I have a confession to make: I missed nearly every minute of Saturday night’s Iowa game in Happy Valley.
It wasn’t because I had given up hope. In fact, I had a feeling Iowa would show up and give a spirited, competitive effort. As I’ve said before, I’m not that football smart all the time.
I was actually at the Bar Mitzvah of a wonderful young man, the son of some close family friends instead. I did manage to sneak into the bar at the venue where the post-ceremony party was going on to sneak a peek or two at the game. It was 14-0 at my first check in, and things just went downhill from there.
I’d like to say the outcome got me worked up and upset, but strangely, I was okay with it. I don’t know if it was the afterglow of the Cubs World Series championship or the coolness of seeing a kid I knew as a hot-headed goofball mature into a poised, confident young man in front of dozens of friends and family.
Maybe a little of both.
It’s funny, because now that the Cubs have erased 108 years of futility, my only real sports wishes revolve around Iowa finally reaching the Promised Land.
If you would have told me the boys in blue would break their curse before I got to see a Hawkeye Rose Bowl win or Final Four appearance, I’d of said you were nuts. But here we are.
I think the Cubs story is particularly germane to being an Iowa fan. Like the Cubs, the Hawkeyes have a loyal and long-suffering fan base. Like the Cubs, the Hawkeyes have teased their true believer with brushes with greatness. Like the Cubs, at least until 2016, the Hawks have always fallen maddeningly short – either by excruciating close losses (see Michigan State in Indianapolis) or stunning, embarrassing incompetence (see every Rose Bowl since I’ve been alive).
It is enough to make you give up and say it’s not worth it.
But after what we just witnessed happen on the north side of Chicago, how can we give up?
Look, I’m as disappointed and perplexed – and yes, even angry – as any Iowa fan surveying the wreckage of what should have been a promising season. I don’t see any way Iowa comes close to hanging with Michigan and not being embarrassed on national television this Saturday night. I, too, realize the rest of the college football world is howling with laughter at our athletic director’s ridiculous negotiation strategy with a head coach who has proven time and time again to have zero consistency in sustaining success.
So what, then?
Some year, it will be Iowa’s year. And I want to be there to write in chalk on the walls of Kinnick like those thousands of Cubs fans did on Wrigley. Every disappointment will make the eventual reaching of the summit that much sweeter.
Now some of you will accuse me of pulling the “I’m a better fan” card. But that’s really not the case. I’m actually just selfish! And maybe ridiculously patient and optimistic. I refuse to give Iowa anything but my undivided loyalty and love until they pay me back with greatness. Hell, I had that attitude with the Cubs since 1979 and waited the better part of four decades for the payoff, and it was worth it.
Weirdly, this brings me back to my young friend George and his Bar Mitzvah.
George is a great kid, but he’d be the first to admit to you that he can be a real pain in the butt.
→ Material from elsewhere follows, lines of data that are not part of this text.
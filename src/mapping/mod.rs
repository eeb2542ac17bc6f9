// Symbol mapping table.
//
// Renames between the obfuscated naming space and a target naming space for
// packages, classes, fields and methods. Tables are assembled by a
// `MappingTableBuilder` from one or more SRG files, then frozen into an
// immutable `MappingTable` that is shared behind an `Arc`.

mod repackage;
mod srg;
mod table;

pub use repackage::{DEFAULT_FLAT_PACKAGE, Repackager};
pub use table::{LoadReport, MappingTable, MappingTableBuilder, PatchTarget};

use std::io;

/// Errors raised while loading mapping or packaging sources.
#[derive(Debug, thiserror::Error)]
pub enum MappingError {
    #[error("failed to read mapping source {label}: {source}")]
    Io {
        label: String,
        #[source]
        source: io::Error,
    },
    #[error("failed to read packaging table {label}: {source}")]
    Csv {
        label: String,
        #[source]
        source: csv::Error,
    },
}

/// Which way a lookup goes.
#[derive(Debug, Clone, Copy, PartialEq, Eq, Hash)]
pub enum Direction {
    /// Obfuscated name to target name.
    Forward,
    /// Target name back to obfuscated name.
    Reverse,
}

/// A translated field or method reference.
#[derive(Debug, Clone, PartialEq, Eq)]
pub struct Member {
    pub owner: String,
    pub name: String,
    /// `None` for fields.
    pub descriptor: Option<String>,
}

/// Rewrite every `L<class>;` reference in a JVM descriptor through `map`.
///
/// Anything outside object references, and an unterminated trailing `L...`,
/// is copied unchanged.
pub(crate) fn map_descriptor(desc: &str, mut map: impl FnMut(&str) -> String) -> String {
    let mut out = String::with_capacity(desc.len() + 16);
    let mut rest = desc;
    while let Some(start) = rest.find('L') {
        out.push_str(&rest[..start]);
        let after = &rest[start + 1..];
        match after.find(';') {
            Some(end) => {
                out.push('L');
                out.push_str(&map(&after[..end]));
                out.push(';');
                rest = &after[end + 1..];
            }
            None => {
                out.push_str(&rest[start..]);
                rest = "";
            }
        }
    }
    out.push_str(rest);
    out
}

#[cfg(test)]
mod tests {
    use super::*;

    #[test]
    fn descriptor_references_are_mapped() {
        let out = map_descriptor("(ILa;[Lb$c;)La;", |c| format!("x/{c}"));
        assert_eq!(out, "(ILx/a;[Lx/b$c;)Lx/a;");
    }

    #[test]
    fn primitive_descriptor_untouched() {
        assert_eq!(map_descriptor("(IJZ)V", |_| unreachable!()), "(IJZ)V");
    }

    #[test]
    fn unterminated_reference_copied() {
        assert_eq!(map_descriptor("(La", |c| c.to_uppercase()), "(La");
    }
}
Preparing for a Bar Mitzvah is a tough, tough task requiring hours of preparation, attention to detail and self-sacrifice. And George wasn’t really into it. He fought with his parents. He fought with the rabbi. He fought with his brother and sister and babysitters about it. There were times when no one thought he’d make it, including George himself.
But a funny thing happened on that journey. By falling and failing time and again, but ALWAYS getting back up and pushing forward, he found himself standing tall at the temple on Saturday, being welcomed and acknowledged as a man.
“Everybody who knows me will be able to understand that I do not always take the easiest path in my daily life,” George said, in the first instance I can ever remember him public speaking. “Whether it’s in school, with my friends, or in my relationships with the members of my family, there are usually bumps in the road. I am learning that determination and perseverance do pay off even if I have what appears to be a huge task in front of me. I am standing here today, proud of my accomplishments having completed my training.”
Obviously, a journey of self-discovery like this is far more important than what happens on a field of play. But the lesson remains the same:
Never, ever give up. Never, ever quit.
Keep believing, and someday you will earn respect and be on top. No matter how long it takes.